Give the data a second time, exactly and in full.

Dataset entries
:::::

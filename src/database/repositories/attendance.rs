//! Attendance repository implementation

use sqlx::PgPool;
use chrono::{DateTime, Utc};
use uuid::Uuid;
use crate::models::event::{Attendance, AttendanceStatus, AttendanceWithProfile, CheckInRequest};
use crate::utils::errors::KarmaHubError;

#[derive(Clone, Debug)]
pub struct AttendanceRepository {
    pool: PgPool,
}

impl AttendanceRepository {
    pub fn new(pool: PgPool) -> Self {
        Self { pool }
    }

    /// Record a check-in, replacing any earlier one for the same event and user.
    ///
    /// A repeated check-in clears the check-out time and sends the row back to review.
    pub async fn upsert_check_in(&self, request: CheckInRequest, at: DateTime<Utc>) -> Result<Attendance, KarmaHubError> {
        let attendance = sqlx::query_as::<_, Attendance>(
            r#"
            INSERT INTO attendances (id, event_id, user_id, check_in_time, check_out_time, selfie_url, certificate_url, status, created_at)
            VALUES ($1, $2, $3, $4, NULL, $5, $6, 'pending', $4)
            ON CONFLICT (event_id, user_id) DO UPDATE
            SET check_in_time = EXCLUDED.check_in_time,
                check_out_time = NULL,
                selfie_url = EXCLUDED.selfie_url,
                certificate_url = EXCLUDED.certificate_url,
                status = 'pending'
            RETURNING id, event_id, user_id, check_in_time, check_out_time, selfie_url, certificate_url, status, created_at
            "#
        )
        .bind(Uuid::new_v4())
        .bind(request.event_id)
        .bind(request.user_id)
        .bind(at)
        .bind(request.selfie_url)
        .bind(request.certificate_url)
        .fetch_one(&self.pool)
        .await?;

        Ok(attendance)
    }

    /// Find attendance by ID
    pub async fn find_by_id(&self, id: Uuid) -> Result<Option<Attendance>, KarmaHubError> {
        let attendance = sqlx::query_as::<_, Attendance>(
            "SELECT id, event_id, user_id, check_in_time, check_out_time, selfie_url, certificate_url, status, created_at FROM attendances WHERE id = $1"
        )
        .bind(id)
        .fetch_optional(&self.pool)
        .await?;

        Ok(attendance)
    }

    /// Find the attendance of a user at an event
    pub async fn find_for_user(&self, event_id: Uuid, user_id: Uuid) -> Result<Option<Attendance>, KarmaHubError> {
        let attendance = sqlx::query_as::<_, Attendance>(
            "SELECT id, event_id, user_id, check_in_time, check_out_time, selfie_url, certificate_url, status, created_at FROM attendances WHERE event_id = $1 AND user_id = $2"
        )
        .bind(event_id)
        .bind(user_id)
        .fetch_optional(&self.pool)
        .await?;

        Ok(attendance)
    }

    /// Set the check-out time if the row is checked in and not yet checked out
    pub async fn set_check_out(&self, id: Uuid, at: DateTime<Utc>) -> Result<Option<Attendance>, KarmaHubError> {
        let attendance = sqlx::query_as::<_, Attendance>(
            r#"
            UPDATE attendances
            SET check_out_time = $2
            WHERE id = $1 AND check_in_time IS NOT NULL AND check_out_time IS NULL
            RETURNING id, event_id, user_id, check_in_time, check_out_time, selfie_url, certificate_url, status, created_at
            "#
        )
        .bind(id)
        .bind(at)
        .fetch_optional(&self.pool)
        .await?;

        Ok(attendance)
    }

    /// Change the review status
    pub async fn set_status(&self, id: Uuid, status: AttendanceStatus) -> Result<Attendance, KarmaHubError> {
        let attendance = sqlx::query_as::<_, Attendance>(
            r#"
            UPDATE attendances
            SET status = $2
            WHERE id = $1
            RETURNING id, event_id, user_id, check_in_time, check_out_time, selfie_url, certificate_url, status, created_at
            "#
        )
        .bind(id)
        .bind(status)
        .fetch_optional(&self.pool)
        .await?;

        attendance.ok_or(KarmaHubError::NotFound { kind: "Attendance", id })
    }

    /// Attendances at an event with attendee name and email, latest check-in first
    pub async fn list_for_event_with_profiles(&self, event_id: Uuid) -> Result<Vec<AttendanceWithProfile>, KarmaHubError> {
        let rows = sqlx::query_as::<_, AttendanceWithProfile>(
            r#"
            SELECT a.id, a.event_id, a.user_id, a.check_in_time, a.check_out_time, a.selfie_url,
                   a.certificate_url, a.status, a.created_at, p.name, p.email
            FROM attendances a
            JOIN profiles p ON p.id = a.user_id
            WHERE a.event_id = $1
            ORDER BY a.check_in_time DESC NULLS LAST
            "#
        )
        .bind(event_id)
        .fetch_all(&self.pool)
        .await?;

        Ok(rows)
    }

    /// Attendances of a user, newest first
    pub async fn list_for_user(&self, user_id: Uuid) -> Result<Vec<Attendance>, KarmaHubError> {
        let rows = sqlx::query_as::<_, Attendance>(
            "SELECT id, event_id, user_id, check_in_time, check_out_time, selfie_url, certificate_url, status, created_at FROM attendances WHERE user_id = $1 ORDER BY created_at DESC"
        )
        .bind(user_id)
        .fetch_all(&self.pool)
        .await?;

        Ok(rows)
    }
}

:::::

RESPONSE AREA:
filename src/database/repositories/attendance.rs
//! Attendance repository implementation

use sqlx::PgPool;
use chrono::{DateTime, Utc};
use uuid::Uuid;
use crate::models::event::{Attendance, AttendanceStatus, AttendanceWithProfile, CheckInRequest};
use crate::utils::errors::KarmaHubError;

#[derive(Clone, Debug)]
pub struct AttendanceRepository {
    pool: PgPool,
}

impl AttendanceRepository {
    pub fn new(pool: PgPool) -> Self {
        Self { pool }
    }

    /// Record a check-in, replacing any earlier one for the same event and user.
    ///
    /// A repeated check-in clears the check-out time and sends the row back to review.
    pub async fn upsert_check_in(&self, request: CheckInRequest, at: DateTime<Utc>) -> Result<Attendance, KarmaHubError> {
        let attendance = sqlx::query_as::<_, Attendance>(
            r#"
            INSERT INTO attendances (id, event_id, user_id, check_in_time, check_out_time, selfie_url, certificate_url, status, created_at)
            VALUES ($1, $2, $3, $4, NULL, $5, $6, 'pending', $4)
            ON CONFLICT (event_id, user_id) DO UPDATE
            SET check_in_time = EXCLUDED.check_in_time,
                check_out_time = NULL,
                selfie_url = EXCLUDED.selfie_url,
                certificate_url = EXCLUDED.certificate_url,
                status = 'pending'
            RETURNING id, event_id, user_id, check_in_time, check_out_time, selfie_url, certificate_url, status, created_at
            "#
        )
        .bind(Uuid::new_v4())
        .bind(request.event_id)
        .bind(request.user_id)
        .bind(at)
        .bind(request.selfie_url)
        .bind(request.certificate_url)
        .fetch_one(&self.pool)
        .await?;

        Ok(attendance)
    }

    /// Find attendance by ID
    pub async fn find_by_id(&self, id: Uuid) -> Result<Option<Attendance>, KarmaHubError> {
        let attendance = sqlx::query_as::<_, Attendance>(
            "SELECT id, event_id, user_id, check_in_time, check_out_time, selfie_url, certificate_url, status, created_at FROM attendances WHERE id = $1"
        )
        .bind(id)
        .fetch_optional(&self.pool)
        .await?;

        Ok(attendance)
    }

    /// Find the attendance of a user at an event
    pub async fn find_for_user(&self, event_id: Uuid, user_id: Uuid) -> Result<Option<Attendance>, KarmaHubError> {
        let attendance = sqlx::query_as::<_, Attendance>(
            "SELECT id, event_id, user_id, check_in_time, check_out_time, selfie_url, certificate_url, status, created_at FROM attendances WHERE event_id = $1 AND user_id = $2"
        )
        .bind(event_id)
        .bind(user_id)
        .fetch_optional(&self.pool)
        .await?;

        Ok(attendance)
    }

    /// Set the check-out time if the row is checked in and not yet checked out
    pub async fn set_check_out(&self, id: Uuid, at: DateTime<Utc>) -> Result<Option<Attendance>, KarmaHubError> {
        let attendance = sqlx::query_as::<_, Attendance>(
            r#"
            UPDATE attendances
            SET check_out_time = $2
            WHERE id = $1 AND check_in_time IS NOT NULL AND check_out_time IS NULL
            RETURNING id, event_id, user_id, check_in_time, check_out_time, selfie_url, certificate_url, status, created_at
            "#
        )
        .bind(id)
        .bind(at)
        .fetch_optional(&self.pool)
        .await?;

        Ok(attendance)
    }

    /// Change the review status
    pub async fn set_status(&self, id: Uuid, status: AttendanceStatus) -> Result<Attendance, KarmaHubError> {
        let attendance = sqlx::query_as::<_, Attendance>(
            r#"
            UPDATE attendances
            SET status = $2
            WHERE id = $1
            RETURNING id, event_id, user_id, check_in_time, check_out_time, selfie_url, certificate_url, status, created_at
            "#
        )
        .bind(id)
        .bind(status)
        .fetch_optional(&self.pool)
        .await?;

        attendance.ok_or(KarmaHubError::NotFound { kind: "Attendance", id })
    }

    /// Attendances at an event with attendee name and email, latest check-in first
    pub async fn list_for_event_with_profiles(&self, event_id: Uuid) -> Result<Vec<AttendanceWithProfile>, KarmaHubError> {
        let rows = sqlx::query_as::<_, AttendanceWithProfile>(
            r#"
            SELECT a.id, a.event_id, a.user_id, a.check_in_time, a.check_out_time, a.selfie_url,
                   a.certificate_url, a.status, a.created_at, p.name, p.email
            FROM attendances a
            JOIN profiles p ON p.id = a.user_id
            WHERE a.event_id = $1
            ORDER BY a.check_in_time DESC NULLS LAST
            "#
        )
        .bind(event_id)
        .fetch_all(&self.pool)
        .await?;

        Ok(rows)
    }

    /// Attendances of a user, newest first
    pub async fn list_for_user(&self, user_id: Uuid) -> Result<Vec<Attendance>, KarmaHubError> {
        let rows = sqlx::query_as::<_, Attendance>(
            "SELECT id, event_id, user_id, check_in_time, check_out_time, selfie_url, certificate_url, status, created_at FROM attendances WHERE user_id = $1 ORDER BY created_at DESC"
        )
        .bind(user_id)
        .fetch_all(&self.pool)
        .await?;

        Ok(rows)
    }
}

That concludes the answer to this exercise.